**Stored data**.
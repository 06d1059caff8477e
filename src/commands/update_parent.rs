//! Update-parent command implementation

use super::{Command, CommandContext};
use crate::git::{changed_submodules, stage_submodule};
use anyhow::Result;
use async_trait::async_trait;
use colored::*;

/// Update-parent command for staging updated submodule commit pointers
/// in the parent repository's index
pub struct UpdateParentCommand;

#[async_trait]
impl Command for UpdateParentCommand {
    async fn execute(&self, context: &CommandContext) -> Result<()> {
        let logger = context.logger();
        let modules = changed_submodules(&context.selected_modules());

        if modules.is_empty() {
            println!(
                "{}",
                "No dirty submodules detected; nothing to stage in the parent.".yellow()
            );
            return Ok(());
        }

        for module in &modules {
            logger.debug(&format!(
                "Staging {} in parent {}",
                module.rel_path().display(),
                context.root.display()
            ));
            stage_submodule(&context.root, module)?;
            logger.success(
                module,
                &format!("Staged updated hash ({})", module.rel_path().display()),
            );
        }

        Ok(())
    }
}
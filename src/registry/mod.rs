//! Submodule registry management module

pub mod loader;
pub mod submodule;

pub use loader::{ensure_repo, load_submodules};
pub use submodule::Submodule;
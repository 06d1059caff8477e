//! Merge/pull request dispatch through an installed hosting CLI
//!
//! The tool choice is a pure function of the module's origin URL and
//! which CLIs are present on PATH. Hosting-CLI flakiness must never
//! abort an otherwise-successful branch/push workflow, so a failed or
//! impossible invocation is reported as a skip instead of an error.

use super::common::{debug_exec, git_checked};
use crate::constants;
use anyhow::Result;
use std::path::Path;
use std::process::Command;

/// A supported hosting CLI
#[derive(Debug, Clone, Copy, PartialEq, Eq)]
pub enum MrTool {
    /// The GitLab CLI (`glab`)
    Glab,
    /// The GitHub CLI (`gh`)
    Gh,
}

impl MrTool {
    pub fn binary(self) -> &'static str {
        match self {
            MrTool::Glab => constants::mr::GITLAB_CLI,
            MrTool::Gh => constants::mr::GITHUB_CLI,
        }
    }
}

/// Result of one merge-request dispatch attempt
#[derive(Debug, Clone, Copy, PartialEq, Eq)]
pub enum MrOutcome {
    /// The hosting CLI was invoked and exited successfully
    Created,
    /// No tool available or the tool failed; the module was skipped
    Skipped,
}

/// User-supplied options for merge-request creation
#[derive(Debug, Clone)]
pub struct MrOptions {
    pub target: String,
    pub title: Option<String>,
    pub draft: bool,
}

/// Determine which hosting CLI to use for `remote_url`
///
/// GitLab-looking URLs prefer `glab`, GitHub-looking ones (including
/// the generic `.git` transport suffix) prefer `gh`; with no match,
/// whichever tool is installed wins, `glab` first.
pub fn detect_mr_tool(remote_url: &str) -> Option<MrTool> {
    detect_mr_tool_with(
        remote_url,
        which::which(constants::mr::GITLAB_CLI).is_ok(),
        which::which(constants::mr::GITHUB_CLI).is_ok(),
    )
}

/// Detection logic, split out so the URL rules are testable without
/// touching PATH
fn detect_mr_tool_with(remote_url: &str, glab_installed: bool, gh_installed: bool) -> Option<MrTool> {
    let url = remote_url.to_lowercase();

    if url.contains("gitlab") && glab_installed {
        return Some(MrTool::Glab);
    }
    if (url.contains("github") || url.ends_with(".git")) && gh_installed {
        return Some(MrTool::Gh);
    }
    if glab_installed {
        return Some(MrTool::Glab);
    }
    if gh_installed {
        return Some(MrTool::Gh);
    }
    None
}

/// Read the module's registered origin URL
fn origin_url(path: &Path) -> Result<String> {
    let output = git_checked(path, &["remote", "get-url", "origin"])?;
    Ok(String::from_utf8_lossy(&output.stdout).trim().to_string())
}

/// The suggestion printed when no hosting CLI is available, falling
/// back to the branch name as title
fn manual_suggestion(title: Option<&str>, branch: &str) -> String {
    format!("Suggested title: {}", title.unwrap_or(branch))
}

/// Open a merge/pull request for `branch` in the module at `path`
///
/// The hosting CLI runs with inherited stdio so it can print its own
/// progress and links. When no tool is available, a manual-creation
/// suggestion (falling back to the branch name as title) is printed
/// and the module is skipped.
pub fn create_merge_request(path: &Path, branch: &str, options: &MrOptions) -> Result<MrOutcome> {
    let remote_url = origin_url(path)?;

    let Some(tool) = detect_mr_tool(&remote_url) else {
        eprintln!("No supported CLI (glab or gh) detected. Please create the merge request manually.");
        println!("{}", manual_suggestion(options.title.as_deref(), branch));
        return Ok(MrOutcome::Skipped);
    };

    let mut args: Vec<&str> = match tool {
        MrTool::Glab => vec![
            "mr",
            "create",
            "--source-branch",
            branch,
            "--target-branch",
            &options.target,
        ],
        MrTool::Gh => vec!["pr", "create", "--head", branch, "--base", &options.target],
    };
    if let Some(title) = &options.title {
        args.push("--title");
        args.push(title);
    }
    if options.draft {
        args.push("--draft");
    }

    debug_exec(tool.binary(), &args);
    let status = Command::new(tool.binary())
        .args(&args)
        .current_dir(path)
        .status();
    match status {
        Ok(status) if status.success() => Ok(MrOutcome::Created),
        Ok(status) => {
            eprintln!(
                "{} exited with status {}; skipping this module.",
                tool.binary(),
                status.code().unwrap_or(-1)
            );
            Ok(MrOutcome::Skipped)
        }
        Err(err) => {
            eprintln!("Failed to launch {}: {}; skipping this module.", tool.binary(), err);
            Ok(MrOutcome::Skipped)
        }
    }
}
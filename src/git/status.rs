//! Working-tree inspection for submodules
//!
//! Status queries favor forward progress across a heterogeneous module
//! set: a path that is not a usable git checkout reports as clean
//! rather than failing the run.

use super::common::git_output;
use crate::constants;
use crate::registry::Submodule;
use std::path::Path;

/// Return the porcelain status lines for the working tree at `path`
///
/// Failures (missing directory, not a checkout) are swallowed and
/// reported as "no output".
pub fn status_lines(path: &Path) -> Vec<String> {
    let Ok(output) = git_output(path, &["status", "--porcelain"]) else {
        return Vec::new();
    };
    if !output.status.success() {
        return Vec::new();
    }

    String::from_utf8_lossy(&output.stdout)
        .lines()
        .filter(|line| !line.trim().is_empty())
        .map(|line| line.to_string())
        .collect()
}

/// Check whether the working tree at `path` has uncommitted changes
pub fn has_changes(path: &Path) -> bool {
    !status_lines(path).is_empty()
}

/// Return the current branch at `path`, or `None` when HEAD is detached
/// or cannot be resolved at all
///
/// The two empty cases are deliberately conflated; callers that require
/// a branch (push, mr) treat them identically.
pub fn current_branch(path: &Path) -> Option<String> {
    let output = git_output(path, &["rev-parse", "--abbrev-ref", "HEAD"]).ok()?;
    if !output.status.success() {
        return None;
    }

    let branch = String::from_utf8_lossy(&output.stdout).trim().to_string();
    if branch.is_empty() || branch == constants::git::DETACHED_SENTINEL {
        None
    } else {
        Some(branch)
    }
}

/// Return the subset of `modules` with local modifications, preserving
/// registry order
pub fn changed_submodules(modules: &[Submodule]) -> Vec<Submodule> {
    modules
        .iter()
        .filter(|module| has_changes(&module.path))
        .cloned()
        .collect()
}
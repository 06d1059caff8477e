//! Command argument validation utilities
//!
//! Validation runs once at startup, before any module subprocess, so
//! an invocation that was doomed to fail leaves no partial side
//! effects behind.

use crate::registry::Submodule;
use anyhow::Result;

/// Normalize raw `--modules` input into a token list
///
/// Accepts comma- or colon-delimited names; empty tokens are dropped.
/// Multiple occurrences of the flag are merged by the caller before
/// this runs on the joined input.
pub fn parse_module_list(raw: &str) -> Vec<String> {
    raw.split([',', ':'])
        .map(str::trim)
        .filter(|token| !token.is_empty())
        .map(str::to_string)
        .collect()
}

/// Ensure every explicitly named submodule exists in the registry
///
/// Fails with a descriptive error naming the offending token(s).
pub fn validate_selection(submodules: &[Submodule], names: &[String]) -> Result<()> {
    let missing: Vec<&str> = names
        .iter()
        .filter(|name| !submodules.iter().any(|m| &m.name == *name))
        .map(String::as_str)
        .collect();

    if !missing.is_empty() {
        anyhow::bail!("Unknown submodule(s): {}", missing.join(", "));
    }

    Ok(())
}

#[cfg(test)]
mod tests {
    use super::*;
    use std::path::PathBuf;

    fn module(name: &str) -> Submodule {
        Submodule::new(
            name.to_string(),
            PathBuf::from(format!("/repo/{name}")),
            PathBuf::from(name),
        )
    }

    #[test]
    fn test_parse_module_list_commas() {
        assert_eq!(parse_module_list("web,api"), vec!["web", "api"]);
    }

    #[test]
    fn test_parse_module_list_colons() {
        assert_eq!(parse_module_list("web:api:docs"), vec!["web", "api", "docs"]);
    }

    #[test]
    fn test_parse_module_list_mixed_and_messy() {
        assert_eq!(parse_module_list(" web ,,api: ,docs"), vec!["web", "api", "docs"]);
    }

    #[test]
    fn test_parse_module_list_empty_input() {
        assert!(parse_module_list("").is_empty());
        assert!(parse_module_list(",,::").is_empty());
    }

    #[test]
    fn test_validate_selection_accepts_known_names() {
        let registry = vec![module("web"), module("api")];
        let names = vec!["api".to_string()];

        assert!(validate_selection(&registry, &names).is_ok());
    }

    #[test]
    fn test_validate_selection_names_offending_tokens() {
        let registry = vec![module("web")];
        let names = vec!["web".to_string(), "z".to_string()];

        let err = validate_selection(&registry, &names).unwrap_err();
        assert!(err.to_string().contains("Unknown submodule(s): z"));
    }

    #[test]
    fn test_validate_selection_lists_all_missing() {
        let registry = vec![module("web")];
        let names = vec!["a".to_string(), "b".to_string()];

        let err = validate_selection(&registry, &names).unwrap_err();
        assert!(err.to_string().contains("a, b"));
    }
}
//! Submodule registry loading
//!
//! The registry is the parent repository's `.gitmodules` file. It is
//! read through git's configuration-query interface rather than parsed
//! by hand, so quoting and section-name edge cases stay git's problem.
//! The result is an in-memory ordered list built once per invocation.

use super::Submodule;
use crate::constants;
use anyhow::{Context, Result};
use std::path::{Path, PathBuf};
use std::process::Command;

/// Sanity check the repository root and return it as an absolute path
///
/// The root must contain a `.gitmodules` file; anything else is a user
/// error, reported before any submodule is touched.
pub fn ensure_repo(path: &Path) -> Result<PathBuf> {
    let root = path
        .canonicalize()
        .with_context(|| format!("Cannot resolve repository root {}", path.display()))?;

    if !root.join(constants::git::GITMODULES_FILE).exists() {
        anyhow::bail!(
            "Expected to find a {} file in {}; is this the parent repository?",
            constants::git::GITMODULES_FILE,
            root.display()
        );
    }

    Ok(root)
}

/// Load the registered submodules from `.gitmodules`, in registry order
///
/// Entries whose directory is missing on disk still produce a record,
/// with the absolute path falling back to a naive join against the
/// root. A single absent module must never abort the load.
pub fn load_submodules(root: &Path) -> Result<Vec<Submodule>> {
    let args = [
        "config",
        "--file",
        constants::git::GITMODULES_FILE,
        "--get-regexp",
        r"^submodule\..*\.path$",
    ];
    crate::git::common::debug_exec("git", &args);
    let output = Command::new("git")
        .args(args)
        .current_dir(root)
        .output()
        .context("Failed to execute git config command")?;

    // git config exits non-zero when the file has no matching keys;
    // an empty registry is not an error.
    if !output.status.success() {
        return Ok(Vec::new());
    }

    let stdout = String::from_utf8_lossy(&output.stdout);
    let mut submodules: Vec<Submodule> = Vec::new();

    for (name, rel) in parse_registry_entries(&stdout) {
        if submodules.iter().any(|m| m.name == name) {
            continue;
        }
        let rel_path = PathBuf::from(&rel);
        let path = resolve_module_path(root, &rel_path);
        submodules.push(Submodule::new(name, path, rel_path));
    }

    Ok(submodules)
}

/// Parse `git config --get-regexp` output into (name, relative path) pairs
///
/// Each line reads `submodule.<name>.path <value>`; names may themselves
/// contain dots, so only the outer prefix and suffix are stripped.
fn parse_registry_entries(output: &str) -> Vec<(String, String)> {
    let mut entries = Vec::new();

    for line in output.lines() {
        let Some((key, value)) = line.split_once(' ') else {
            continue;
        };
        let Some(name) = key
            .strip_prefix("submodule.")
            .and_then(|k| k.strip_suffix(".path"))
        else {
            continue;
        };
        if name.is_empty() || value.trim().is_empty() {
            continue;
        }
        entries.push((name.to_string(), value.trim().to_string()));
    }

    entries
}

/// Resolve a declared relative path to an absolute module path
fn resolve_module_path(root: &Path, rel_path: &Path) -> PathBuf {
    root.join(rel_path)
        .canonicalize()
        .unwrap_or_else(|_| root.join(rel_path))
}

**What to do**.
How many lines of the material above contain the word "checkout"? Give only the number.

**Finished task**.
2